M. Jullien. - Je vais mettre le rapporteur sur la voie des explications qu’il pourrait nous donner. Il est à ma connaissance que des barrières ont été placées au détriment des habitants riverains des routes, c’est-à-dire qu’elles ont été placées plus haut ou plus bas que ne le portait le tableau annexé à la loi sur les barrières. Il résultait de cet état de choses un préjudice pour les habitants des maisons qui se trouvaient en deçà ou en delà des barrières ; s’il s’agit ici d’un cas pareil, il faut faire justice au pétitionnaire et renvoyer sa réclamation au ministre de l’intérieur ; si le pétitionnaire se plaint seulement que les barrières ont été déplacées conformément à la loi, il y a lieu de passer à l’ordre du jour.

M. Dams, premier rapporteur. - Le pétitionnaire se plaint effectivement du déplacement des barrières.

M. le ministre de l'intérieur (M. Rogier) - Je crois, en général, qu’une pétition qu’on renvoie à un ministre doit constater un abus, un déni de justice ; ici, on ne sait pas vraiment si le pétitionnaire a raison de se plaindre : l’emplacement des barrières est fixé jusqu’au 1er avril 1835 ; on ne peut y toucher avant cette époque ; je pense qu’il faut seulement déposer la pétition au bureau des renseignements.

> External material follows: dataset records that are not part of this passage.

//! Idempotent rule merge
//!
//! [`ConfigMerger::merge`] adds every missing [`RuleToken`] to the tracked
//! key of each target section. Existing tokens are never removed or
//! reordered, and input that already satisfies the rule set comes back
//! byte-identical with `changed == false`.

use crate::document::ConfigDocument;
use crate::rules::{RuleSet, RuleToken};

/// Key holding the serialized ignore list.
pub const TRACKED_KEY: &str = "black_name";

/// A section the merger maintains.
#[derive(Debug, Clone, PartialEq, Eq)]
pub struct TargetSection {
    pub name: String,
    /// Create the section when absent. When `false` an absent section is
    /// skipped and never counts as a change.
    pub create: bool,
}

impl TargetSection {
    pub fn always(name: impl Into<String>) -> Self {
        Self {
            name: name.into(),
            create: true,
        }
    }

    pub fn if_present(name: impl Into<String>) -> Self {
        Self {
            name: name.into(),
            create: false,
        }
    }
}

/// Which sections and key the merge touches.
#[derive(Debug, Clone, PartialEq, Eq)]
pub struct MergePolicy {
    pub tracked_key: String,
    /// Processed in order; created sections are appended after existing ones.
    pub targets: Vec<TargetSection>,
}

impl Default for MergePolicy {
    fn default() -> Self {
        Self {
            tracked_key: TRACKED_KEY.to_string(),
            targets: vec![
                TargetSection::always("Directory"),
                TargetSection::if_present("Common"),
            ],
        }
    }
}

/// Result of one merge.
#[derive(Debug, Clone, PartialEq, Eq)]
pub struct MergeOutcome {
    /// Text to persist. Equal to the input when nothing changed.
    pub text: String,
    pub changed: bool,
    /// Sections that did not exist in the input.
    pub created: Vec<String>,
    /// Sections whose tracked value was extended.
    pub updated: Vec<String>,
}

/// Applies a [`RuleSet`] to filter-file text.
#[derive(Debug, Clone)]
pub struct ConfigMerger {
    rules: RuleSet,
    policy: MergePolicy,
}

impl ConfigMerger {
    pub fn new(rules: RuleSet) -> Self {
        Self::with_policy(rules, MergePolicy::default())
    }

    pub fn with_policy(rules: RuleSet, policy: MergePolicy) -> Self {
        Self { rules, policy }
    }

    pub fn rules(&self) -> &RuleSet {
        &self.rules
    }

    pub fn policy(&self) -> &MergePolicy {
        &self.policy
    }

    /// Compute the repaired text for `raw`.
    pub fn merge(&self, raw: &str) -> MergeOutcome {
        let mut doc = ConfigDocument::parse(raw);
        let mut created = Vec::new();
        let mut updated = Vec::new();

        for target in &self.policy.targets {
            let section = if target.create {
                let (section, was_created) = doc.ensure_section(&target.name);
                if was_created {
                    created.push(target.name.clone());
                }
                section
            } else {
                match doc.section_mut(&target.name) {
                    Some(section) => section,
                    None => continue,
                }
            };

            let current = section.get(&self.policy.tracked_key).unwrap_or_default();
            let extended = extend_value(current, &self.rules);
            if extended != current {
                section.set(&self.policy.tracked_key, extended);
                updated.push(target.name.clone());
            }
        }

        if created.is_empty() && updated.is_empty() {
            return MergeOutcome {
                text: raw.to_string(),
                changed: false,
                created,
                updated,
            };
        }

        MergeOutcome {
            text: doc.render(),
            changed: true,
            created,
            updated,
        }
    }
}

/// Append the quoted form of every token `current` lacks.
///
/// Presence is judged against the value as it was before any appends, so
/// each missing token is added exactly once in rule-set order.
pub fn extend_value(current: &str, rules: &RuleSet) -> String {
    let missing: Vec<String> = rules
        .iter()
        .filter(|token| !token.is_present_in(current))
        .map(RuleToken::quoted)
        .collect();

    if missing.is_empty() {
        return current.to_string();
    }

    let mut value = current.to_string();
    if !value.is_empty() && !value.ends_with(", ") {
        value.push_str(", ");
    }
    value.push_str(&missing.join(", "));
    value
}
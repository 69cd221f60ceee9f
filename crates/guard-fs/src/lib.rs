//! Filesystem layer for syno-guard
//!
//! Backs up filter files before they are rewritten and persists new content,
//! retrying through an elevated helper when the unprivileged write is
//! refused. A [`LockFile`] keeps cycles from separate processes apart.

pub mod backup;
pub mod elevated;
pub mod error;
pub mod io;
pub mod lock;
pub mod writer;

pub use backup::BackupStore;
pub use elevated::{PrivilegedWrite, SudoTee};
pub use error::{Error, Result};
pub use lock::{LockFile, LockGuard};
pub use writer::{PersistenceWriter, WriteMethod};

M. Jullien. - Ce n’est pas la question ; je cite des faits ; je parle de placements de barrières non conformes au tableau de la loi, et qui ont porté un préjudice : un pareil cas a donne lieu a un procès qui a été jugé à Bruges, Il faut, je le répète, si le pétitionnaire a à se plaindre d’une violation de la loi sur les barrières, qu’on redresse le tort qui lui est porté.

M. Dams, premier rapporteur. - Je vois à la fin de la pétition que l’objet de la demande du pétitionnaire est de remplacer la loi du 30 mars 1833.

M. Jullien. - Alors le dépôt au bureau des renseignements doit être adopté.

- La pétition sera déposée au bureau des renseignements.


M. Dams, premier rapporteur. - « Les sieurs Bartholomé Lucas et Conter à Astert (Luxembourg), délégués à la perception des barrières n°15 et 16, entre Arlon et Martelange, proposent des changements à l’emplacement de ces barrières. »

La commission conclut à l’ordre du jour.

M. Legrelle. - Le renvoi au bureau des renseignements.

- Cette proposition est adoptée.


M. Dams, premier rapporteur. - « Plusieurs habitants du district de Marche demandent 1° l’achèvement de la canalisation commencée sur l’Ourthe, de Liége à Barvaux ; 2° le prolongement de la route de Hotton à Marche, depuis Hotton jusqu’à Barvaux. »

La commission conclut au renvoi au ministre de l’intérieur.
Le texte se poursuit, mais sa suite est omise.